Im sure i am SO ready to get done with my senior year! for me, my life will be moving fairly fast, for an 18 year old, im getting married in the summer! woo hoo! he has not proposed yet.. little slow on that, haha but it should be soon because summer is comming! august is the month we are currently planning on. I am so in love with this man, have known him for almost two years, and my love has never got short with him. we have had a bumps in the road, but we always seem to work them out perfectly! getting closer and closer to the day of marriage, and listening to others tell me different stuff, i realize there is A LOT of responsibilty the comes along with marriage, but luckily i am marrying a man who loves me, loves my family, loves to help others,  puts everyone before him to make their day lighter, and a man who i know will be a good father. yes, he is a little older, well, a lot older, but i have gotten to know him in the last two year, and my family recently, and we all do love him so much, and of course, i have not told you the age yet, he is 27. People always gasp when i say that, then i feel guilty, but i have to remember that if i love him, and my family loves him, and he loves me and my family, then their gasp should mean nothing to me. thanks again everyone who has read my blogs, i hope to make an impact on anyones life, even if it is just one, and i hope to help myself, i am not too active in the church right now, and i am happy, but the difference is the happy i am right now, is different then the happiness Heavenly Father has provided, we all have our struggles in life, and yes, i have had a hard past, but it does not excuse my actions today, i am the captain of my ship, and i steer it where ever i choose to, so i must take the storms the come my way, but i savor the many moments of joy in my life. " God takes away things from the palm of your hand, no matter how small the amount, only to simply prepare you for more to come" -unkown

Tuesday, May 10, 2011

The Background of my Trials

My name is Tiffany Camille Driggs.This is my firist post, so i will just give a little background of my life. Well, my life has had so many ups and downs, and all has taught me something.
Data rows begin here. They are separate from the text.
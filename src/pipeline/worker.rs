//! Background recompute with latest-wins publishing.

use super::engine::ContactPipeline;
use super::snapshot::SnapshotPublisher;
use super::state::PipelineState;
use crate::observability::{MetricsTracker, Timer};
use std::sync::Arc;
use tokio::sync::watch;
use tokio::task::JoinHandle;

#[derive(Debug, Clone)]
struct RecomputeRequest {
    generation: u64,
    state: PipelineState,
}

/// Runs recomputes for one pipeline on a dedicated task.
///
/// Requests travel through a `watch` channel, so a burst of requests
/// collapses into the latest one. Only one recompute is in flight at a time;
/// when a newer request arrives while one is running, the running result is
/// discarded instead of published.
#[derive(Debug)]
pub struct RecomputeWorker {
    requests: watch::Sender<Option<RecomputeRequest>>,
    handle: JoinHandle<()>,
}

impl RecomputeWorker {
    /// Spawn the worker task on the current tokio runtime.
    pub fn spawn(
        pipeline: Arc<ContactPipeline>,
        publisher: SnapshotPublisher,
        metrics: MetricsTracker,
    ) -> Self {
        let (requests, receiver) = watch::channel(None);
        let handle = tokio::spawn(run(pipeline, receiver, publisher, metrics));
        Self { requests, handle }
    }

    /// Ask for a recompute of `state`, superseding any pending request.
    pub fn request(&self, generation: u64, state: PipelineState) {
        self.requests
            .send_replace(Some(RecomputeRequest { generation, state }));
    }

    /// Stop accepting requests and wait for the task to finish.
    pub async fn shutdown(self) {
        let Self { requests, handle } = self;
        drop(requests);
        if let Err(e) = handle.await {
            tracing::warn!(error = %e, "Recompute worker ended abnormally");
        }
    }
}

async fn run(
    pipeline: Arc<ContactPipeline>,
    mut requests: watch::Receiver<Option<RecomputeRequest>>,
    publisher: SnapshotPublisher,
    metrics: MetricsTracker,
) {
    while requests.changed().await.is_ok() {
        let latest = requests.borrow_and_update().clone();
        let Some(request) = latest else {
            continue;
        };
        let generation = request.generation;

        let timer = Timer::new("recompute");
        let task_pipeline = pipeline.clone();
        let result = tokio::task::spawn_blocking(move || {
            task_pipeline.snapshot(&request.state, request.generation)
        })
        .await;

        let snapshot = match result {
            Ok(snapshot) => snapshot,
            Err(e) => {
                timer.finish_with_status(false);
                tracing::error!(generation, error = %e, "Recompute task failed");
                continue;
            }
        };
        let duration_ms = timer.finish();

        if requests.has_changed().unwrap_or(false) {
            metrics.track_superseded(generation);
            continue;
        }

        let result_count = snapshot.contacts.len();
        if publisher.publish(snapshot) {
            metrics.track_recompute(duration_ms, result_count);
        } else {
            metrics.track_superseded(generation);
        }
    }

    tracing::debug!("Recompute worker stopped");
}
People in the past have asked me questions way off track of what really has happened in my life, and there are people who question my life and my decisions, so to get everything straight about me and my life, this i think will help, i also feel blogging will help me understand my self, when i write things or talk about things that i have been thinking about usually change just because i am getting it on paper or verbally. so im excited to blog. Things have happened in my life that people dont know about, and i might share things on here i have only shared with close people, i hesitate to share it for several reasons, because the past is the past, and i am happy with the way things are today so i dont really know if there is a need to share it, and if im know i am happy, no ones opinions really matters, but i want to tell more about my past just because i want people to know the dangers of life out in this crazy world. So i will share these experiences from the past, but know things today are so much better, and i love the way my life is now. i want people to not judge off hand. i hope i can touch at least one persons life and make a change.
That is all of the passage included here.